[Stored data entries]
=== Begin Enclosure ===

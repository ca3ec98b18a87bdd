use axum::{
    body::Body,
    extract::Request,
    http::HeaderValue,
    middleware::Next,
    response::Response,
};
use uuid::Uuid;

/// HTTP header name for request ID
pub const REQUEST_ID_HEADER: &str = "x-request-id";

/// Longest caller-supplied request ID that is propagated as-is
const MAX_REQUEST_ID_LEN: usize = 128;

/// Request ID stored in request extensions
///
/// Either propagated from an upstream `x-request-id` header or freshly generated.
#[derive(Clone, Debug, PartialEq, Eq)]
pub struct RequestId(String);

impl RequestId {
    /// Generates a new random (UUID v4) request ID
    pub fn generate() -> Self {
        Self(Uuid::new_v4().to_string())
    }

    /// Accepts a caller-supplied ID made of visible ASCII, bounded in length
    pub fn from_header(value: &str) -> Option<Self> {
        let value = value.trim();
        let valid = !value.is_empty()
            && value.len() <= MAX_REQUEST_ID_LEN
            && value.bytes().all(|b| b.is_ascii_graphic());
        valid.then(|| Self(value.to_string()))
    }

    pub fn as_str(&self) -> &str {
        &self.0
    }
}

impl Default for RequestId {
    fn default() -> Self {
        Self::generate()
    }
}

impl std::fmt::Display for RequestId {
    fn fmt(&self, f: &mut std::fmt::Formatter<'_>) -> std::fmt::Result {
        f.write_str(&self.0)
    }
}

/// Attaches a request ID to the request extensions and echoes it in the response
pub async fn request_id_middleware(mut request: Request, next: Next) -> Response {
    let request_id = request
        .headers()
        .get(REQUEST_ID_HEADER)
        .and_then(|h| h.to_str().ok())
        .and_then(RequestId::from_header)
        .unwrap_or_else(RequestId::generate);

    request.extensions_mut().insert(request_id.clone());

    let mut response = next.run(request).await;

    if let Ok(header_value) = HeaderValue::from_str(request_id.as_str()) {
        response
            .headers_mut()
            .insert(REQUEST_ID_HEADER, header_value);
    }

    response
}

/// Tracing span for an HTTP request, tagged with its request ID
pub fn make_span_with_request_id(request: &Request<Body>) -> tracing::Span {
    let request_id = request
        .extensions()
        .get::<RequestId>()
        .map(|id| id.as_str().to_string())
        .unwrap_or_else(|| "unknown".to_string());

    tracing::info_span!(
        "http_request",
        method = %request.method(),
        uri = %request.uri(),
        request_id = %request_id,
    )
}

=== End Enclosure ===

WORK REQUIRED: Looking at the entries above, how many lines contain "RequestId"? State the number and nothing more.

FINISHED EXERCISE: 7